Recently, another RCT has been performed and this study failed to replicate some of the earlier find effects. This study did not find reduction in deliberate self-harm or in hospitalisations. This might be due to inaccurate training of the therapists or to the shorter duration of this study. It is also difficult to measure the success or failure of DBT in terms of emotional dysregulation since there is no consensus on what can be seen as normal.
Also the DBT skills training has been studied. In one study DBT skills training was compared to standard group therapy (SGT). This study showed a greater improvement across more psychopathology scales and higher retention rates.
Most studies are focused on measurable behavioural outcomes. Davenport et al. (2010) investigated changes in personality pre- and post-DBT. Their approach was based on the five-factor model of personality traits. The hypothesis that those who had not undergone DBT were under-controlled when compared with post-treatment participants was shown to be correct. The pre-treatment group also had higher scores for neuroticism and lower consciousness and agreeable mean scores compared with the norms. The post-treatment group had higher consciousness and agreeableness scores. However, there was no significant difference between pre-and post-treatment extraversion and neuroticism scores. This lack of change on neuroticism between pre- and post-treatment is in line with Linehan’s biopsychosocial theory.

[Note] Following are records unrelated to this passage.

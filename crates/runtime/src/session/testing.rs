//! Socket-less sessions answered by a closure, for unit tests.

use std::sync::Arc;
use std::time::Duration;

use parking_lot::Mutex;
use pilot_protocol::Request;
use serde_json::{Value, json};
use tokio::sync::mpsc;

use super::{Outbound, Session, SessionKey};

/// How the scripted target answers one evaluate request.
pub(crate) enum Reply {
	Value(Value),
	Throw(&'static str),
	Silent,
}

/// Expressions a scripted session has been asked to evaluate, in order.
#[derive(Clone, Default)]
pub(crate) struct Recorded(Arc<Mutex<Vec<String>>>);

impl Recorded {
	pub(crate) fn all(&self) -> Vec<String> {
		self.0.lock().clone()
	}

	pub(crate) fn count(&self, expression: &str) -> usize {
		self.0.lock().iter().filter(|e| e.as_str() == expression).count()
	}
}

pub(crate) fn scripted<F>(key: SessionKey, call_timeout: Duration, mut answer: F) -> (Arc<Session>, Recorded)
where
	F: FnMut(&str) -> Reply + Send + 'static,
{
	let (tx, mut rx) = mpsc::unbounded_channel();
	let session = Session::new(key.clone(), format!("ws://127.0.0.1:{}/devtools/page/{}", key.port, key.target_id), call_timeout, tx);
	let recorded = Recorded::default();

	let weak = Arc::downgrade(&session);
	let log = recorded.clone();
	tokio::spawn(async move {
		while let Some(Outbound::Text(text)) = rx.recv().await {
			let Some(session) = weak.upgrade() else { break };
			let request: Request = serde_json::from_str(&text).expect("request json");
			let expression = request.params["expression"].as_str().unwrap_or_default().to_string();
			log.0.lock().push(expression.clone());
			let result = match answer(&expression) {
				Reply::Value(value) => json!({"result": {"type": "string", "value": value}}),
				Reply::Throw(message) => json!({
					"result": {"type": "object", "subtype": "error"},
					"exceptionDetails": {"text": "Uncaught", "exception": {"type": "object", "description": message}}
				}),
				Reply::Silent => continue,
			};
			session.dispatch(&json!({"id": request.id, "result": result}).to_string());
		}
	});

	(session, recorded)
}

/// Answers every expression with `undefined`.
pub(crate) fn undefined_reply(_: &str) -> Reply {
	Reply::Value(Value::Null)
}
use chrono::NaiveDateTime;
use serde::{Deserialize, Serialize};
use utoipa::ToSchema;

use crate::model::branch::BranchSummaryDto;

#[derive(Clone, Debug, PartialEq, Serialize, Deserialize, ToSchema)]
pub struct BankDto {
    pub id: i64,
    pub name: String,
    pub code: Option<String>,
    pub created_at: NaiveDateTime,
    pub updated_at: NaiveDateTime,
}

/// Bank together with every branch it owns
#[derive(Clone, Debug, PartialEq, Serialize, Deserialize, ToSchema)]
pub struct BankWithBranchesDto {
    pub id: i64,
    pub name: String,
    pub code: Option<String>,
    pub branch_count: u64,
    pub branches: Vec<BranchSummaryDto>,
    pub created_at: NaiveDateTime,
    pub updated_at: NaiveDateTime,
}

/// Bank detail, with its branches only when they were requested
#[derive(Clone, Debug, PartialEq, Serialize, Deserialize, ToSchema)]
#[serde(untagged)]
pub enum BankDetailDto {
    WithBranches(BankWithBranchesDto),
    Bank(BankDto),
}
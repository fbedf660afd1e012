use chrono::NaiveDateTime;
use serde::{Deserialize, Serialize};
use utoipa::ToSchema;

use crate::model::bank::BankDto;

/// Branch as shown in listings, with the owning bank denormalized
#[derive(Clone, Debug, PartialEq, Serialize, Deserialize, ToSchema)]
pub struct BranchSummaryDto {
    pub ifsc: String,
    pub name: String,
    pub city: String,
    pub district: Option<String>,
    pub state: String,
    pub bank_id: i64,
    pub bank_name: String,
    pub bank_code: Option<String>,
}

/// Branch with every field and the owning bank nested
#[derive(Clone, Debug, PartialEq, Serialize, Deserialize, ToSchema)]
pub struct BranchDetailDto {
    pub ifsc: String,
    pub name: String,
    pub address: String,
    pub city: String,
    pub district: Option<String>,
    pub state: String,
    pub bank: BankDto,
    pub created_at: NaiveDateTime,
    pub updated_at: NaiveDateTime,
}

/// Result of a branch search.
///
/// A code search serializes as `{"branch": {...}}` with the detail of the single match, a city
/// search as `{"branches": [...]}` with a summary of every match.
#[derive(Clone, Debug, PartialEq, Serialize, Deserialize, ToSchema)]
#[serde(rename_all = "snake_case")]
pub enum BranchSearchDto {
    Branch(BranchDetailDto),
    Branches(Vec<BranchSummaryDto>),
}
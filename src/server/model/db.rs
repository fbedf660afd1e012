//! Database model type aliases.
//!
//! Short names for the SeaORM models generated in the `entity` crate so signatures across the
//! server do not have to spell out the module path.

/// Type alias for the bank database model.
///
/// # Fields (from `entity::bank::Model`)
/// - `id` - Primary key, auto-assigned or supplied by the bulk import
/// - `name` - Display name, unique
/// - `code` - Short institution code, unique when present
/// - `created_at` - Timestamp when the record was created
/// - `updated_at` - Timestamp of the last record update
pub type BankModel = entity::bank::Model;

/// Type alias for the branch database model.
///
/// # Fields (from `entity::branch::Model`)
/// - `ifsc` - Primary key, 11 character branch code
/// - `bank_id` - Foreign key to the owning bank, deleted along with it
/// - `name` - Branch name
/// - `address` - Street address
/// - `city` - City, searchable by partial match
/// - `district` - District, when known
/// - `state` - State
/// - `created_at` - Timestamp when the record was created
/// - `updated_at` - Timestamp of the last record update
pub type BranchModel = entity::branch::Model;
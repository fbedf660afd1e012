//! Service layer for lookups, search and bulk loading.
//!
//! Services sit between the HTTP controllers and the repositories. They validate requests,
//! turn repository results into API shapes through [`crate::server::projection`] and classify
//! database failures into [`Error`] variants.

pub mod bank;
pub mod branch;
pub mod import;
pub mod seed;

use crate::{
    model::api::PageDto,
    server::{data::Paged, error::lookup::LookupError},
};

/// A request for one page of a listing.
#[derive(Clone, Copy, Debug, PartialEq, Eq)]
pub struct PageRequest {
    /// 1-based page number
    pub page: u64,
    /// Number of items per page, always positive
    pub size: u64,
}

impl PageRequest {
    pub fn new(page: u64, size: u64) -> Self {
        Self { page, size }
    }

    /// 0-based index of the page.
    ///
    /// # Returns
    /// - `Ok(u64)` - Index to hand to the repository
    /// - `Err(LookupError::InvalidPage)` - Page 0 was requested
    fn index(&self) -> Result<u64, LookupError> {
        self.page
            .checked_sub(1)
            .ok_or(LookupError::InvalidPage(self.page))
    }

    /// Builds the response page from repository results.
    ///
    /// Requesting a page past the end is an error, except for page 1 of an empty listing which
    /// is returned with no results.
    fn into_page<T, U>(
        self,
        paged: Paged<T>,
        project: impl FnMut(T) -> U,
    ) -> Result<PageDto<U>, LookupError> {
        if self.page > paged.num_pages.max(1) {
            return Err(LookupError::InvalidPage(self.page));
        }

        Ok(PageDto::new(paged.items, paged.num_items, self.page, paged.num_pages).map(project))
    }
}
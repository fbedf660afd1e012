//! Case-insensitive branch filters.
//!
//! Both sides of each comparison are case-folded so matching behaves the same on SQLite and
//! PostgreSQL, whose `LIKE` differs in case sensitivity.

use sea_orm::sea_query::{Expr, ExprTrait, Func, LikeExpr, SimpleExpr};

use entity::branch::Column;
use entity::prelude::Branch;

/// Matches branches whose IFSC equals `code`, ignoring case.
pub fn ifsc_equals_ignore_case(code: &str) -> SimpleExpr {
    Expr::expr(Func::upper(Expr::col((Branch, Column::Ifsc)))).eq(code.to_uppercase())
}

/// Matches branches whose city contains `fragment` anywhere, ignoring case.
///
/// `%` and `_` in the fragment are matched literally.
pub fn city_contains_ignore_case(fragment: &str) -> SimpleExpr {
    let pattern = format!("%{}%", escape_like(&fragment.to_lowercase()));

    Expr::expr(Func::lower(Expr::col((Branch, Column::City))))
        .like(LikeExpr::new(pattern).escape('\\'))
}

fn escape_like(value: &str) -> String {
    let mut escaped = String::with_capacity(value.len());
    for c in value.chars() {
        if matches!(c, '\\' | '%' | '_') {
            escaped.push('\\');
        }
        escaped.push(c);
    }
    escaped
}
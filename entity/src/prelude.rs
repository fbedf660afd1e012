pub use super::bank::Entity as Bank;
pub use super::branch::Entity as Branch;
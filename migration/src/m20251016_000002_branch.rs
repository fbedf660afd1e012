use sea_orm_migration::{prelude::*, schema::*};

use crate::m20251016_000001_bank::Bank;

static FK_BRANCH_BANK_ID: &str = "fk_branch_bank_id";
static IDX_BRANCH_BANK_ID: &str = "idx_branch_bank_id";
static IDX_BRANCH_CITY: &str = "idx_branch_city";
static IDX_BRANCH_STATE: &str = "idx_branch_state";
static IDX_BRANCH_DISTRICT: &str = "idx_branch_district";

#[derive(DeriveMigrationName)]
pub struct Migration;

#[async_trait::async_trait]
impl MigrationTrait for Migration {
    async fn up(&self, manager: &SchemaManager) -> Result<(), DbErr> {
        // The foreign key is declared inline with the table as SQLite cannot
        // add one to an existing table.
        manager
            .create_table(
                Table::create()
                    .table(Branch::Table)
                    .if_not_exists()
                    .col(string_len(Branch::Ifsc, 11).primary_key())
                    .col(big_integer(Branch::BankId))
                    .col(string_len(Branch::Name, 100))
                    .col(string_len(Branch::Address, 255))
                    .col(string_len(Branch::City, 50))
                    .col(string_len_null(Branch::District, 50))
                    .col(string_len(Branch::State, 50))
                    .col(timestamp(Branch::CreatedAt))
                    .col(timestamp(Branch::UpdatedAt))
                    .foreign_key(
                        ForeignKey::create()
                            .name(FK_BRANCH_BANK_ID)
                            .from(Branch::Table, Branch::BankId)
                            .to(Bank::Table, Bank::Id)
                            .on_delete(ForeignKeyAction::Cascade)
                            .on_update(ForeignKeyAction::NoAction),
                    )
                    .to_owned(),
            )
            .await?;

        for (name, column) in [
            (IDX_BRANCH_BANK_ID, Branch::BankId),
            (IDX_BRANCH_CITY, Branch::City),
            (IDX_BRANCH_STATE, Branch::State),
            (IDX_BRANCH_DISTRICT, Branch::District),
        ] {
            manager
                .create_index(
                    Index::create()
                        .name(name)
                        .table(Branch::Table)
                        .col(column)
                        .to_owned(),
                )
                .await?;
        }

        Ok(())
    }

    async fn down(&self, manager: &SchemaManager) -> Result<(), DbErr> {
        for name in [
            IDX_BRANCH_DISTRICT,
            IDX_BRANCH_STATE,
            IDX_BRANCH_CITY,
            IDX_BRANCH_BANK_ID,
        ] {
            manager
                .drop_index(Index::drop().name(name).table(Branch::Table).to_owned())
                .await?;
        }

        manager
            .drop_table(Table::drop().table(Branch::Table).to_owned())
            .await?;

        Ok(())
    }
}

#[derive(DeriveIden)]
pub enum Branch {
    #[sea_orm(iden = "branches")]
    Table,
    Ifsc,
    BankId,
    Name,
    Address,
    City,
    District,
    State,
    CreatedAt,
    UpdatedAt,
}
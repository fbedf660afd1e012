mod create_bank;

use bankdir_test_utils::prelude::*;

use crate::server::{
    error::{lookup::LookupError, Error},
    service::{bank::BankService, PageRequest},
};
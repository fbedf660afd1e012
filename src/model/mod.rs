//! API data transfer objects.
//!
//! These are the serialized shapes returned by the HTTP API. They are produced from database
//! models by the projection functions in [`crate::server::projection`] and never carry
//! database handles or lazy relations.

pub mod api;
pub mod bank;
pub mod branch;
//! Projections from database models to API shapes.
//!
//! Every function here is pure. Callers are expected to have loaded the owning bank together
//! with its branches (a join or a single extra query), projections never fetch anything.

use crate::{
    model::{
        bank::{BankDto, BankWithBranchesDto},
        branch::{BranchDetailDto, BranchSummaryDto},
    },
    server::model::db::{BankModel, BranchModel},
};

pub fn bank_dto(bank: &BankModel) -> BankDto {
    BankDto {
        id: bank.id,
        name: bank.name.clone(),
        code: bank.code.clone(),
        created_at: bank.created_at,
        updated_at: bank.updated_at,
    }
}

/// Summary of a branch for listings, denormalizing the name and code of its bank.
pub fn branch_summary(branch: &BranchModel, bank: &BankModel) -> BranchSummaryDto {
    BranchSummaryDto {
        ifsc: branch.ifsc.clone(),
        name: branch.name.clone(),
        city: branch.city.clone(),
        district: branch.district.clone(),
        state: branch.state.clone(),
        bank_id: bank.id,
        bank_name: bank.name.clone(),
        bank_code: bank.code.clone(),
    }
}

/// Every field of a branch with its bank nested.
pub fn branch_detail(branch: &BranchModel, bank: &BankModel) -> BranchDetailDto {
    BranchDetailDto {
        ifsc: branch.ifsc.clone(),
        name: branch.name.clone(),
        address: branch.address.clone(),
        city: branch.city.clone(),
        district: branch.district.clone(),
        state: branch.state.clone(),
        bank: bank_dto(bank),
        created_at: branch.created_at,
        updated_at: branch.updated_at,
    }
}

/// A bank with the summaries of the branches it owns.
///
/// `branches` must all belong to `bank`.
pub fn bank_with_branches(bank: &BankModel, branches: &[BranchModel]) -> BankWithBranchesDto {
    BankWithBranchesDto {
        id: bank.id,
        name: bank.name.clone(),
        code: bank.code.clone(),
        branch_count: branches.len() as u64,
        branches: branches
            .iter()
            .map(|branch| branch_summary(branch, bank))
            .collect(),
        created_at: bank.created_at,
        updated_at: bank.updated_at,
    }
}
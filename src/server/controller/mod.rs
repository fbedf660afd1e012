//! HTTP controller endpoints for the bank directory API.
//!
//! Controllers extract path and query parameters, call into the service layer and return its
//! DTOs as JSON. Every endpoint is read-only and documented for OpenAPI with utoipa.

pub mod bank;
pub mod branch;
pub mod overview;

use axum::extract::FromRequestParts;
use serde::Deserialize;
use utoipa::IntoParams;

use crate::server::{error::Error, service::PageRequest};

/// Path parameters, answering unparsable values with a 404 JSON error.
#[derive(Debug, FromRequestParts)]
#[from_request(via(axum::extract::Path), rejection(Error))]
pub struct ApiPath<T>(pub T);

/// Query parameters, answering an unparsable query string with a 400 JSON error.
#[derive(Debug, FromRequestParts)]
#[from_request(via(axum::extract::Query), rejection(Error))]
pub struct ApiQuery<T>(pub T);

/// Pagination query parameters shared by every listing.
#[derive(Debug, Default, Deserialize, IntoParams)]
#[into_params(parameter_in = Query)]
pub struct PageParams {
    /// 1-based page number, defaults to the first page
    pub page: Option<u64>,
}

impl PageParams {
    pub fn into_request(self, page_size: u64) -> PageRequest {
        PageRequest::new(self.page.unwrap_or(1), page_size)
    }
}
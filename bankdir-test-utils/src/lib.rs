//! Test utilities for the bank directory.
//!
//! Tests are set up in two phases. [`TestBuilder`] declares the tables and fixtures a test needs
//! and `build()` turns them into a [`TestContext`] backed by an in-memory SQLite database. During
//! the test, [`TestContext::directory`] offers helpers for inserting and inspecting rows.

pub mod builder;
pub mod constant;
pub mod context;
pub mod error;
pub mod fixtures;
pub mod model;

pub use builder::TestBuilder;
pub use context::TestContext;
pub use error::TestError;
pub use fixtures::directory::factory;

pub mod prelude {
    pub use crate::{factory, TestBuilder, TestContext, TestError};
}
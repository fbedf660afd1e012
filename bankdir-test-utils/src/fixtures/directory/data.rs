//! Bank and branch database insertion utilities.
//!
//! Mock inserts create missing parent banks automatically so fixtures always satisfy the
//! foreign key from branches to banks.

use chrono::Utc;
use sea_orm::{ActiveValue, EntityTrait, PaginatorTrait};

use crate::{
    constant::{MOCK_ADDRESS, MOCK_DISTRICT, MOCK_STATE},
    error::TestError,
    fixtures::directory::DirectoryFixtures,
    model::{BankModel, BranchModel},
};

impl<'a> DirectoryFixtures<'a> {
    /// Insert a bank with the provided values.
    ///
    /// # Returns
    /// - `Ok(BankModel)` - The created bank
    /// - `Err(TestError::DbErr)` - Insert failed, for example on a duplicate ID or name
    pub async fn insert_bank(
        &self,
        bank_id: i64,
        name: &str,
        code: Option<&str>,
    ) -> Result<BankModel, TestError> {
        let now = Utc::now().naive_utc();

        Ok(entity::prelude::Bank::insert(entity::bank::ActiveModel {
            id: ActiveValue::Set(bank_id),
            name: ActiveValue::Set(name.to_string()),
            code: ActiveValue::Set(code.map(str::to_string)),
            created_at: ActiveValue::Set(now),
            updated_at: ActiveValue::Set(now),
        })
        .exec_with_returning(&self.setup.db)
        .await?)
    }

    /// Insert a mock bank named `Mock Bank {bank_id}` without a code.
    ///
    /// If a bank with the ID already exists, returns the existing record instead.
    pub async fn insert_mock_bank(&self, bank_id: i64) -> Result<BankModel, TestError> {
        if let Some(existing_bank) = self.get_bank(bank_id).await? {
            return Ok(existing_bank);
        }

        self.insert_bank(bank_id, &format!("Mock Bank {}", bank_id), None)
            .await
    }

    /// Insert a branch named `name` in `city` for an existing bank.
    pub async fn insert_branch(
        &self,
        ifsc: &str,
        bank_id: i64,
        name: &str,
        city: &str,
    ) -> Result<BranchModel, TestError> {
        let now = Utc::now().naive_utc();

        Ok(entity::prelude::Branch::insert(entity::branch::ActiveModel {
            ifsc: ActiveValue::Set(ifsc.to_string()),
            bank_id: ActiveValue::Set(bank_id),
            name: ActiveValue::Set(name.to_string()),
            address: ActiveValue::Set(MOCK_ADDRESS.to_string()),
            city: ActiveValue::Set(city.to_string()),
            district: ActiveValue::Set(Some(MOCK_DISTRICT.to_string())),
            state: ActiveValue::Set(MOCK_STATE.to_string()),
            created_at: ActiveValue::Set(now),
            updated_at: ActiveValue::Set(now),
        })
        .exec_with_returning(&self.setup.db)
        .await?)
    }

    /// Insert a mock branch, creating its bank as a mock bank if it doesn't exist.
    ///
    /// The branch is named after its IFSC and located in `Test City`.
    pub async fn insert_mock_branch(
        &self,
        ifsc: &str,
        bank_id: i64,
    ) -> Result<BranchModel, TestError> {
        self.insert_mock_bank(bank_id).await?;

        self.insert_branch(ifsc, bank_id, &format!("Branch {}", ifsc), "Test City")
            .await
    }

    pub async fn get_bank(&self, bank_id: i64) -> Result<Option<BankModel>, TestError> {
        Ok(entity::prelude::Bank::find_by_id(bank_id)
            .one(&self.setup.db)
            .await?)
    }

    pub async fn get_branch(&self, ifsc: &str) -> Result<Option<BranchModel>, TestError> {
        Ok(entity::prelude::Branch::find_by_id(ifsc.to_string())
            .one(&self.setup.db)
            .await?)
    }

    /// Count every branch in the database.
    pub async fn branch_count(&self) -> Result<u64, TestError> {
        Ok(entity::prelude::Branch::find().count(&self.setup.db).await?)
    }
}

Cochrane reviews have shown that if the individual with BPD complied to his/her treatment plan, there was a reduction in anxiety, depression, self-harm, hospital admission and use of prescribed medication. However, the studies included were too small and there are too little conducted to provide full confidence in their findings.
Discussion
DBT is the most often chosen treatment at the moment but this is also because most of the research focuses on DBT rather than on other treatments. Other treatments are not necessarily less effective but are less often studied. The studies always investigate women, therefore, it is not generalizable to men. Other therapies could be, among others, manual-assisted cognitive therapy (MACT), cognitive analytic therapy or interpersonal therapy.
At this moment more research is conducted on DBT in individuals with BPD who have also other psychological problems, such as eating disorders or depression. Adapted forms of DBT or parts of it might be effective in treating disorders such as bipolar disorder or dementia.
The training of the therapists is fundamental to the success of the therapy. DBT skill training can also be of advantage for staff who reported personal changes. This training can also improve pessimistic attitudes toward individuals with BPD, which will of course have a positive effect on the client.